I governi di diversi Stati membri dell’Unione Europea stanno avanzando verso un’intesa che consentirebbe alle autorità statunitensi di interrogare direttamente le banche dati biometriche nazionali. Le informazioni coinvolte comprendono impronte digitali e immagini facciali raccolte per finalità di identificazione e controllo delle frontiere. Il contesto è quello dei negoziati con Washington sul rafforzamento della cooperazione in materia di sicurezza, collegata al mantenimento del regime di viaggio senza visto per i cittadini europei.
La richiesta degli Stati Uniti si inserisce nel perimetro della Enhanced Border Security Partnership, un quadro di collaborazione che mira a potenziare lo scambio di informazioni per prevenire ingressi considerati a rischio. Per molti Paesi europei, l’adesione a questo schema rappresenta una condizione necessaria per restare nel Visa Waiver Program, evitando l’introduzione dell’obbligo di visto per chi viaggia oltreoceano.

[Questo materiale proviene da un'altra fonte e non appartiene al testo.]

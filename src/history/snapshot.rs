use serde::{Deserialize, Serialize};
use std::fmt;
use std::sync::Arc;

/// Opaque serialized state of a whole drawing surface at one instant.
///
/// Only the surface produces and interprets snapshots; the session just stores
/// them and hands them back. Cloning is cheap (the data is shared).
#[derive(Clone, PartialEq, Eq, Serialize, Deserialize)]
#[serde(transparent)]
pub struct Snapshot(Arc<str>);

impl Snapshot {
    pub fn new(data: impl Into<Arc<str>>) -> Self {
        Self(data.into())
    }

    /// The raw serialized form
    pub fn as_str(&self) -> &str {
        &self.0
    }

    pub fn len(&self) -> usize {
        self.0.len()
    }

    pub fn is_empty(&self) -> bool {
        self.0.is_empty()
    }
}

impl From<String> for Snapshot {
    fn from(data: String) -> Self {
        Self::new(data)
    }
}

impl From<&str> for Snapshot {
    fn from(data: &str) -> Self {
        Self::new(data)
    }
}

impl fmt::Debug for Snapshot {
    fn fmt(&self, f: &mut fmt::Formatter<'_>) -> fmt::Result {
        // Snapshots can be large; only show the size
        f.debug_tuple("Snapshot")
            .field(&format!("<{} bytes>", self.0.len()))
            .finish()
    }
}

Accesso ai dati biometrici e regole europee sulla privacy
L’eventuale apertura dei database biometrici nazionali a soggetti extra-UE solleva questioni rilevanti rispetto al Regolamento generale sulla protezione dei dati. Le informazioni biometriche rientrano tra le categorie particolari di dati personali e il loro trattamento è ammesso solo a condizioni rigorose. Il trasferimento verso un Paese terzo richiede garanzie specifiche, sia in termini di base giuridica sia di limiti nell’uso successivo dei dati. Il nodo è sì tecnico-giuridico, ma riguarda anche la capacità dell’Unione di mantenere un controllo effettivo su informazioni che identificano in modo univoco i cittadini.

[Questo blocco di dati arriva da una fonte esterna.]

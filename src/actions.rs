use crate::error::SessionResult;
use crate::event::{SessionEvent, Topic};
use crate::session::EditorSession;
use crate::surface::{DrawingSurface, ObjectId, StackMove};

/// Edge or axis to align the selection to, relative to the surface
#[derive(Debug, Clone, Copy, PartialEq, Eq, Hash)]
pub enum Alignment {
    Left,
    Center,
    Right,
    Top,
    Middle,
    Bottom,
}

impl Alignment {
    pub const ALL: [Alignment; 6] = [
        Alignment::Left,
        Alignment::Center,
        Alignment::Right,
        Alignment::Top,
        Alignment::Middle,
        Alignment::Bottom,
    ];
}

/// Editing operations shared by the shortcut manager and the context menu
#[derive(Debug, Clone, Copy, PartialEq, Eq, Hash)]
pub enum EditAction {
    Undo,
    Redo,
    Copy,
    Paste,
    Delete,
    Group,
    Ungroup,
    Align(Alignment),
    SendBackward,
    BringForward,
    SendToBack,
    BringToFront,
    SelectAll,
}

impl EditAction {
    /// Stable identifier, also used in `action:<name>` topics
    pub fn name(self) -> &'static str {
        match self {
            EditAction::Undo => "undo",
            EditAction::Redo => "redo",
            EditAction::Copy => "copy",
            EditAction::Paste => "paste",
            EditAction::Delete => "delete",
            EditAction::Group => "group",
            EditAction::Ungroup => "ungroup",
            EditAction::Align(Alignment::Left) => "align-left",
            EditAction::Align(Alignment::Center) => "align-center",
            EditAction::Align(Alignment::Right) => "align-right",
            EditAction::Align(Alignment::Top) => "align-top",
            EditAction::Align(Alignment::Middle) => "align-middle",
            EditAction::Align(Alignment::Bottom) => "align-bottom",
            EditAction::SendBackward => "send-backward",
            EditAction::BringForward => "bring-forward",
            EditAction::SendToBack => "send-to-back",
            EditAction::BringToFront => "bring-to-front",
            EditAction::SelectAll => "select-all",
        }
    }

    /// Human readable menu label
    pub fn label(self) -> &'static str {
        match self {
            EditAction::Undo => "Undo",
            EditAction::Redo => "Redo",
            EditAction::Copy => "Copy",
            EditAction::Paste => "Paste",
            EditAction::Delete => "Delete",
            EditAction::Group => "Group",
            EditAction::Ungroup => "Ungroup",
            EditAction::Align(Alignment::Left) => "Align left",
            EditAction::Align(Alignment::Center) => "Center horizontally",
            EditAction::Align(Alignment::Right) => "Align right",
            EditAction::Align(Alignment::Top) => "Align top",
            EditAction::Align(Alignment::Middle) => "Center vertically",
            EditAction::Align(Alignment::Bottom) => "Align bottom",
            EditAction::SendBackward => "Send backward",
            EditAction::BringForward => "Bring forward",
            EditAction::SendToBack => "Send to back",
            EditAction::BringToFront => "Bring to front",
            EditAction::SelectAll => "Select all",
        }
    }

    pub fn from_name(name: &str) -> Option<Self> {
        const ACTIONS: [EditAction; 18] = [
            EditAction::Undo,
            EditAction::Redo,
            EditAction::Copy,
            EditAction::Paste,
            EditAction::Delete,
            EditAction::Group,
            EditAction::Ungroup,
            EditAction::Align(Alignment::Left),
            EditAction::Align(Alignment::Center),
            EditAction::Align(Alignment::Right),
            EditAction::Align(Alignment::Top),
            EditAction::Align(Alignment::Middle),
            EditAction::Align(Alignment::Bottom),
            EditAction::SendBackward,
            EditAction::BringForward,
            EditAction::SendToBack,
            EditAction::BringToFront,
            EditAction::SelectAll,
        ];
        ACTIONS.into_iter().find(|action| action.name() == name)
    }

    /// Topic emitted on the session bus after the action changed something
    pub fn topic(self) -> Topic {
        Topic::custom(format!("action:{}", self.name()))
    }
}

/// Apply `action` to the session's current selection.
///
/// Returns whether anything changed. On success an [`SessionEvent::ActionPerformed`]
/// is emitted on the action's topic.
pub fn perform(session: &EditorSession, action: EditAction) -> SessionResult<bool> {
    let objects = match action {
        EditAction::Undo => return Ok(!session.undo()?.is_no_op()),
        EditAction::Redo => return Ok(!session.redo()?.is_no_op()),
        EditAction::Copy => copy(session)?,
        EditAction::Paste => paste(session)?,
        EditAction::Delete => session.edit(delete)?,
        EditAction::Group => session.edit(group)?,
        EditAction::Ungroup => session.edit(ungroup)?,
        EditAction::Align(alignment) => session.edit(|surface| align(surface, alignment))?,
        EditAction::SendBackward => session.edit(|surface| restack(surface, StackMove::Backward))?,
        EditAction::BringForward => session.edit(|surface| restack(surface, StackMove::Forward))?,
        EditAction::SendToBack => session.edit(|surface| restack(surface, StackMove::ToBack))?,
        EditAction::BringToFront => session.edit(|surface| restack(surface, StackMove::ToFront))?,
        EditAction::SelectAll => session.edit(select_all)?,
    };

    if objects.is_empty() {
        log::debug!("Action '{}' had nothing to do", action.name());
        return Ok(false);
    }
    log::debug!("Action '{}' applied to {} object(s)", action.name(), objects.len());
    session
        .events()
        .emit(&action.topic(), &SessionEvent::ActionPerformed { action, objects });
    Ok(true)
}

fn copy(session: &EditorSession) -> SessionResult<Vec<ObjectId>> {
    let copied = session.with_surface(|surface| {
        surface
            .selection()
            .into_iter()
            .filter_map(|id| surface.object(id).cloned())
            .collect::<Vec<_>>()
    })?;
    if copied.is_empty() {
        return Ok(Vec::new());
    }

    let ids = copied.iter().map(|object| object.id).collect();
    session.set_clipboard(copied);
    Ok(ids)
}

fn paste(session: &EditorSession) -> SessionResult<Vec<ObjectId>> {
    let clipboard = session.clipboard();
    if clipboard.is_empty() {
        return Ok(Vec::new());
    }

    let offset = session.config().paste_offset;
    session.edit(|surface| {
        let ids: Vec<ObjectId> = clipboard
            .iter()
            .map(|object| surface.add(object.duplicate(offset)))
            .collect();
        surface.set_selection(ids.clone());
        ids
    })
}

fn delete(surface: &mut dyn DrawingSurface) -> Vec<ObjectId> {
    surface
        .selection()
        .into_iter()
        .filter(|id| surface.remove(*id).is_some())
        .collect()
}

fn group(surface: &mut dyn DrawingSurface) -> Vec<ObjectId> {
    let selection = surface.selection();
    if selection.len() < 2 {
        return Vec::new();
    }
    surface.group(&selection).into_iter().collect()
}

fn ungroup(surface: &mut dyn DrawingSurface) -> Vec<ObjectId> {
    match surface.selection().as_slice() {
        [id] if surface.object(*id).is_some_and(|object| object.is_group()) => surface.ungroup(*id),
        _ => Vec::new(),
    }
}

fn align(surface: &mut dyn DrawingSurface, alignment: Alignment) -> Vec<ObjectId> {
    let (width, height) = surface.size();
    let selection = surface.selection();
    let mut aligned = Vec::with_capacity(selection.len());

    for id in selection {
        let Some(object) = surface.object_mut(id) else {
            continue;
        };
        match alignment {
            Alignment::Left => object.left = 0.0,
            Alignment::Center => object.left = (width - object.scaled_width()) / 2.0,
            Alignment::Right => object.left = width - object.scaled_width(),
            Alignment::Top => object.top = 0.0,
            Alignment::Middle => object.top = (height - object.scaled_height()) / 2.0,
            Alignment::Bottom => object.top = height - object.scaled_height(),
        }
        aligned.push(id);
    }

    for id in &aligned {
        surface.mark_committed(*id);
    }
    aligned
}

fn restack(surface: &mut dyn DrawingSurface, to: StackMove) -> Vec<ObjectId> {
    let order = surface.objects();
    let mut selection: Vec<(usize, ObjectId)> = surface
        .selection()
        .into_iter()
        .filter_map(|id| order.iter().position(|other| *other == id).map(|index| (index, id)))
        .collect();
    selection.sort_unstable_by_key(|(index, _)| *index);
    if selection.is_empty() {
        return Vec::new();
    }

    // The selection moves as a block: members already packed against the
    // destination stay put and relative order is preserved
    let targets: Vec<ObjectId> = match to {
        StackMove::ToBack => {
            if selection.iter().enumerate().all(|(slot, (index, _))| slot == *index) {
                return Vec::new();
            }
            selection.into_iter().rev().map(|(_, id)| id).collect()
        }
        StackMove::ToFront => {
            let top = order.len() - 1;
            if selection.iter().rev().enumerate().all(|(slot, (index, _))| top - slot == *index) {
                return Vec::new();
            }
            selection.into_iter().map(|(_, id)| id).collect()
        }
        StackMove::Forward => {
            let mut ceiling = order.len();
            selection
                .into_iter()
                .rev()
                .filter_map(|(index, id)| {
                    if index + 1 >= ceiling {
                        ceiling = index;
                        None
                    } else {
                        ceiling = index + 1;
                        Some(id)
                    }
                })
                .collect()
        }
        StackMove::Backward => {
            let mut floor = 0;
            selection
                .into_iter()
                .filter_map(|(index, id)| {
                    if index <= floor {
                        floor = index + 1;
                        None
                    } else {
                        floor = index;
                        Some(id)
                    }
                })
                .collect()
        }
    };

    targets.into_iter().filter(|id| surface.restack(*id, to)).collect()
}

fn select_all(surface: &mut dyn DrawingSurface) -> Vec<ObjectId> {
    let selectable: Vec<ObjectId> = surface
        .objects()
        .into_iter()
        .filter(|id| surface.object(*id).is_some_and(|object| object.selectable))
        .collect();
    if !selectable.is_empty() {
        surface.set_selection(selectable.clone());
    }
    selectable
}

Secondo quanto emerge dalle discussioni in corso, la Commissione europea starebbe lavorando a un quadro negoziale comune che definisca criteri e paletti generali. All’interno di questo schema, i singoli Stati membri potrebbero poi stipulare accordi bilaterali con gli Stati Uniti. L’obiettivo dichiarato è evitare intese frammentate e ridurre il rischio di soluzioni incompatibili con il diritto europeo. Resta però aperta la questione del controllo democratico e del ruolo dei parlamenti nazionali in un processo che incide direttamente sui diritti fondamentali. Il portavoce ha osservato che l’UE intende che l’accordo pianificato sia reciproco, suggerendo che gli Stati Uniti dovrebbero concedere alle autorità dell’UE l’accesso a volumi simili di dati simili. “Forniamo informazioni solo quando le riceviamo anche noi”, ha affermato.

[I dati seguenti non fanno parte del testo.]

use serde::{Deserialize, Serialize};
use std::fmt;
use uuid::Uuid;

/// Stable identity of an object on a drawing surface
#[derive(Debug, Clone, Copy, PartialEq, Eq, Hash, PartialOrd, Ord, Serialize, Deserialize)]
#[serde(transparent)]
pub struct ObjectId(Uuid);

impl ObjectId {
    pub fn new() -> Self {
        Self(Uuid::new_v4())
    }
}

impl Default for ObjectId {
    fn default() -> Self {
        Self::new()
    }
}

impl fmt::Display for ObjectId {
    fn fmt(&self, f: &mut fmt::Formatter<'_>) -> fmt::Result {
        write!(f, "{}", self.0)
    }
}

/// What an object draws. Rendering is the surface's business; the session only
/// needs to tell groups apart.
#[derive(Debug, Clone, PartialEq, Serialize, Deserialize)]
#[serde(tag = "type", rename_all = "camelCase")]
pub enum ObjectKind {
    Rect,
    Ellipse,
    Text { text: String },
    Image { source: String },
    Path { points: Vec<[f32; 2]> },
    /// Children are positioned relative to the group's top-left corner
    Group { children: Vec<SurfaceObject> },
}

/// One drawable object as seen through the surface contract
#[derive(Debug, Clone, PartialEq, Serialize, Deserialize)]
#[serde(rename_all = "camelCase")]
pub struct SurfaceObject {
    pub id: ObjectId,
    pub kind: ObjectKind,
    #[serde(default, skip_serializing_if = "Option::is_none")]
    pub name: Option<String>,
    pub left: f32,
    pub top: f32,
    pub width: f32,
    pub height: f32,
    pub scale_x: f32,
    pub scale_y: f32,
    /// Rotation in degrees
    pub angle: f32,
    pub visible: bool,
    pub selectable: bool,
}

impl SurfaceObject {
    pub fn new(kind: ObjectKind, left: f32, top: f32, width: f32, height: f32) -> Self {
        Self {
            id: ObjectId::new(),
            kind,
            name: None,
            left,
            top,
            width,
            height,
            scale_x: 1.0,
            scale_y: 1.0,
            angle: 0.0,
            visible: true,
            selectable: true,
        }
    }

    pub fn rect(left: f32, top: f32, width: f32, height: f32) -> Self {
        Self::new(ObjectKind::Rect, left, top, width, height)
    }

    pub fn ellipse(left: f32, top: f32, width: f32, height: f32) -> Self {
        Self::new(ObjectKind::Ellipse, left, top, width, height)
    }

    pub fn text(text: impl Into<String>, left: f32, top: f32) -> Self {
        let text = text.into();
        // Rough metrics; the real surface measures glyphs
        let width = text.chars().count() as f32 * 8.0;
        Self::new(ObjectKind::Text { text }, left, top, width, 16.0)
    }

    pub fn named(mut self, name: impl Into<String>) -> Self {
        self.name = Some(name.into());
        self
    }

    pub fn scaled_width(&self) -> f32 {
        self.width * self.scale_x
    }

    pub fn scaled_height(&self) -> f32 {
        self.height * self.scale_y
    }

    pub fn is_group(&self) -> bool {
        matches!(self.kind, ObjectKind::Group { .. })
    }

    pub fn type_name(&self) -> &'static str {
        match self.kind {
            ObjectKind::Rect => "rect",
            ObjectKind::Ellipse => "ellipse",
            ObjectKind::Text { .. } => "text",
            ObjectKind::Image { .. } => "image",
            ObjectKind::Path { .. } => "path",
            ObjectKind::Group { .. } => "group",
        }
    }

    /// A copy with fresh ids (recursively) moved by `offset` on both axes
    pub fn duplicate(&self, offset: f32) -> Self {
        let mut copy = self.clone();
        copy.refresh_ids();
        copy.left += offset;
        copy.top += offset;
        copy
    }

    fn refresh_ids(&mut self) {
        self.id = ObjectId::new();
        if let ObjectKind::Group { children } = &mut self.kind {
            children.iter_mut().for_each(SurfaceObject::refresh_ids);
        }
    }
}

Il portavoce ha inoltre affermato che il quadro previsto includerebbe solide garanzie per assicurare la “natura non sistemica” dello scambio di informazioni, aggiungendo che sarebbe limitato solo ai dati “strettamente necessari”.
Sicurezza dei confini e implicazioni geopolitiche
Dal punto di vista statunitense, l’accesso ai dati biometrici europei viene presentato come uno strumento per rafforzare la sicurezza preventiva e migliorare lo screening dei viaggiatori ed è condizione essenziale per mantenere l’accesso senza visto. La logica americana è quella di anticipare le verifiche prima dell’ingresso sul territorio nazionale, riducendo margini di incertezza. Senza questo accesso, potrebbe decadere l’accorto USA-Europa con conseguente necessità di richiesta di visto (e di cessione dei propri dati biometrici) per i cittadini europei che vogliono varcare i confini statunitensi.
Per l’Unione Europea, il confronto si colloca in un quadro più ampio di relazioni transatlantiche, in cui la cooperazione sulla sicurezza si intreccia con il tema, sempre sensibile, della sovranità digitale. La prospettiva di una condivisione strutturata dei dati apre anche interrogativi sulla reciprocità. Se l’Europa accettasse di mettere a disposizione informazioni biometriche dei propri cittadini, si porrebbe il tema di quali diritti e strumenti di tutela siano garantiti in caso di uso improprio o di accessi estesi oltre le finalità dichiarate.
L’evoluzione del negoziato determinerà effetti concreti per milioni di cittadini europei che viaggiano negli Stati Uniti e per l’architettura complessiva della protezione dei dati nell’Unione. La scelta che si profila inciderà sul modo in cui l’Europa definisce il perimetro della propria autonomia normativa in un contesto di cooperazione globale sempre più orientato allo scambio di informazioni sensibili.